1024	   If anyone sends even one flow at higher rate, they will immediately
1025	   have to pay proportionately more usage charges.  Because there is no
1026	   knowledge of reservations within the Diffserv region, no interior
1027	   router can police whether the rate of each flow is greater than each
1028	   reservation.  So the system doesn't truly emulate rate-policing of
1029	   each flow.  But there is no incentive to pack a higher rate into a
1030	   reservation, because the charges are directly proportional to rate,
1031	   irrespective of the reservation.

1033	   However, if virtual queues start to fill on any path, even though
1034	   real queues will still be able to provide low latency service, pre-
1035	   congestion marking will rise fairly quickly.  It may eventually reach
1036	   the threshold where the ingress gateway would deny admission to new
1037	   flows.  If the ingress gateway cheats and continues to admit new
1038	   flows, the affected virtual queues will rapidly fill, even though the
1039	   real queues will still be little worse than they were when admission
1040	   control should have been invoked.  The ingress gateway will have to
1041	   pay the penalty for such an extremely high pre-congestion level, so
1042	   the pressure to invoke admission control should become unbearable.

1044	   The above mechanisms protect against rational operators.  In
1045	   Section 5.6 we discuss how networks can protect themselves from
1046	   accidental or deliberate misconfiguration in neighbouring networks.
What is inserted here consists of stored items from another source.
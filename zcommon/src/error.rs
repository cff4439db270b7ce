use thiserror::Error;

pub type Result<T> = std::result::Result<T, ZuneError>;

/// The error taxonomy of the core. Every crate in the workspace maps its
/// failures onto one of these kinds so a host only ever has to match on this
/// enum, regardless of which subsystem raised it.
#[derive(Error, Debug)]
pub enum ZuneError {
    /// No MTP session is available. Surfaced to the caller.
    #[error("not connected to device")]
    NotConnected,

    /// A USB read or write failed. Surfaced; the caller is expected to
    /// disconnect and re-establish the session.
    #[error("usb transport failure: {0}")]
    TransportFailure(String),

    /// An MTP operation returned an unexpected status or malformed response.
    #[error("protocol mismatch: {0}")]
    ProtocolMismatch(String),

    /// Bad input rejected at the call boundary (malformed GUID, empty name,
    /// zero album id, ...).
    #[error("invalid input: {0}")]
    InvalidInput(String),

    /// An object id did not resolve, or a name is unknown.
    #[error("not found: {0}")]
    NotFound(String),

    /// A transient failure in a non-critical path. Callers should log this as
    /// a warning and continue rather than abort the operation in progress.
    #[error("retryable failure: {0}")]
    Retryable(String),

    /// Device state has desynchronized after partial authoring. Surfaced to
    /// the caller; there is no automatic rollback.
    #[error("fatal: {0}")]
    Fatal(String),
}

impl ZuneError {
    /// True for the [`ZuneError::Retryable`] variant, the only kind a caller
    /// is expected to swallow after logging rather than abort on.
    pub fn is_retryable(&self) -> bool {
        matches!(self, ZuneError::Retryable(_))
    }
}
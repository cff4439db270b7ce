use zcommon::Result;

pub type ObjectId = u32;
pub type StorageId = u32;
pub type PropertyCode = u32;

/// Device-level property holding the session GUID the device hands back
/// once wireless pairing succeeds (read via [`MtpSession::get_device_property`]
/// after the pairing exchange, raw UTF-16LE bytes).
pub const DEVICE_PROP_SESSION_GUID: PropertyCode = 0xD90C;

#[derive(Debug, Clone)]
pub struct ObjectInfo {
    pub filename: String,
    pub format: u16,
    pub compressed_size: u64,
    pub parent: ObjectId,
}

/// A lazily-read input stream for [`MtpSession::send_object`]: the session
/// needs the total size up front (it goes in the MTP data-phase header)
/// without requiring the whole payload to be buffered in memory.
pub trait UploadStream {
    fn total_size(&self) -> u64;
    fn read(&mut self, buf: &mut [u8]) -> std::io::Result<usize>;
}

/// A raw bulk pipe used once network mode is enabled, for PPP traffic that
/// bypasses ordinary MTP framing entirely.
pub trait BulkPipe: Send {
    fn read(&mut self, timeout: std::time::Duration) -> Result<Vec<u8>>;
    fn write(&mut self, data: &[u8], timeout: std::time::Duration) -> Result<()>;
}

/// The MTP operations the authoring sequencer and ZMDB fetch are driven
/// through. Every operation is synchronous and takes a session-scoped
/// transaction id internally — callers never see one. Raw USB framing and
/// the MTPZ handshake are the caller's responsibility; a session here is
/// already connected and authenticated.
pub trait MtpSession {
    fn get_storage_ids(&mut self) -> Result<Vec<StorageId>>;
    fn get_object_handles(
        &mut self,
        storage: StorageId,
        format: u16,
        parent: ObjectId,
    ) -> Result<Vec<ObjectId>>;
    fn get_object_info(&mut self, id: ObjectId) -> Result<ObjectInfo>;

    fn get_object_property(&mut self, id: ObjectId, prop: PropertyCode) -> Result<Vec<u8>>;
    fn get_object_integer_property(&mut self, id: ObjectId, prop: PropertyCode) -> Result<u64>;
    fn get_object_string_property(&mut self, id: ObjectId, prop: PropertyCode) -> Result<String>;
    fn get_object_property_list(
        &mut self,
        id: ObjectId,
        format: u16,
        prop: PropertyCode,
        depth: i32,
        group: u32,
    ) -> Result<Vec<u8>>;
    fn set_object_property(&mut self, id: ObjectId, prop: PropertyCode, value: &[u8]) -> Result<()>;
    fn set_object_property_as_array(
        &mut self,
        id: ObjectId,
        prop: PropertyCode,
        values: &[Vec<u8>],
    ) -> Result<()>;

    fn send_object_prop_list(
        &mut self,
        storage: StorageId,
        parent: ObjectId,
        format: u16,
        size: u64,
        prop_list: &[u8],
    ) -> Result<ObjectId>;
    /// Must immediately follow [`MtpSession::send_object_prop_list`]; this is
    /// a second, separate MTP transaction carrying the object's bytes.
    fn send_object(&mut self, stream: &mut dyn UploadStream) -> Result<()>;

    fn create_directory(
        &mut self,
        name: &str,
        parent: ObjectId,
        storage: StorageId,
    ) -> Result<ObjectId>;
    fn delete_object(&mut self, id: ObjectId) -> Result<()>;
    fn set_object_references(&mut self, id: ObjectId, refs: &[ObjectId]) -> Result<()>;
    fn get_object_references(&mut self, id: ObjectId) -> Result<Vec<ObjectId>>;

    fn get_device_property(&mut self, code: PropertyCode) -> Result<Vec<u8>>;
    fn set_device_property(&mut self, code: PropertyCode, value: &[u8]) -> Result<()>;
    fn get_device_property_desc(&mut self, code: PropertyCode) -> Result<Vec<u8>>;

    fn get_partial_object(&mut self, id: ObjectId, offset: u64, size: u32) -> Result<Vec<u8>>;

    fn operation_9215(&mut self) -> Result<()>;
    fn operation_9217(&mut self, param: u32) -> Result<()>;
    fn operation_9218(&mut self, a: u32, b: u32, c: u32) -> Result<()>;
    fn operation_9224(&mut self) -> Result<()>;
    fn operation_9227_init(&mut self) -> Result<()>;
    fn operation_9230(&mut self, param: u32) -> Result<()>;
    fn operation_922a(&mut self, value: &str) -> Result<()>;
    fn operation_922b(&mut self, a: u32, b: u32, c: u32) -> Result<()>;
    fn operation_922c(&mut self, a: u32, b: u32) -> Result<()>;
    fn operation_922d(&mut self) -> Result<()>;
    fn operation_922f(&mut self) -> Result<()>;
    fn operation_9802(&mut self, prop: PropertyCode, id: ObjectId) -> Result<()>;

    /// Raw PPP traffic flows over this once network mode is active. Boxed
    /// because the concrete bulk-pipe type is owned by the USB transport,
    /// outside this crate's concern.
    fn get_bulk_pipe(&mut self) -> Result<Box<dyn BulkPipe>>;
}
1048	5.4.  Policing Dishonest Marking

1050	   As CL traffic leaves the last network before the egress gateway
1051	   (domain C) the RE blanking fraction should match the congestion
1052	   marking fraction, when averaged over a sufficiently long duration
1053	   (perhaps ~10s to allow a few rounds of feedback through regular
1054	   signalling of new and refreshed reservations).

1056	   If domain C doesn't trust the networks around it to behave honestly,
1057	   it should install a monitor at its egress.  This monitor aims to
1058	   detect flows of CL packets that are persistently negative.  If flows
1059	   are positive, domain C need take no action---this simply means an
1060	   upstream network must be paying more penalties than it needs to.
1061	   Appendix A.3 gives a suggested algorithm for the monitor.

1063	   Note that the monitor operates on flows but we would like it not to
1064	   require per-flow state.  This is why we have been careful to ensure
1065	   that all flows MUST start with a packet marked with the NF codepoint.
1066	   If a flow does not start with the NF codepoint, a monitor is likely
1067	   to treat it unfavourably.  This incentivises setting of the NF
1068	   codepoint.

1070	   This also means that a monitor will be resistant to state exhaustion
1071	   attacks from other networks, as the monitor never creates state
1072	   unless an NF packet arrives.  And an NF packet counts positive, so it
1073	   will cost a lot for a network to send many of them.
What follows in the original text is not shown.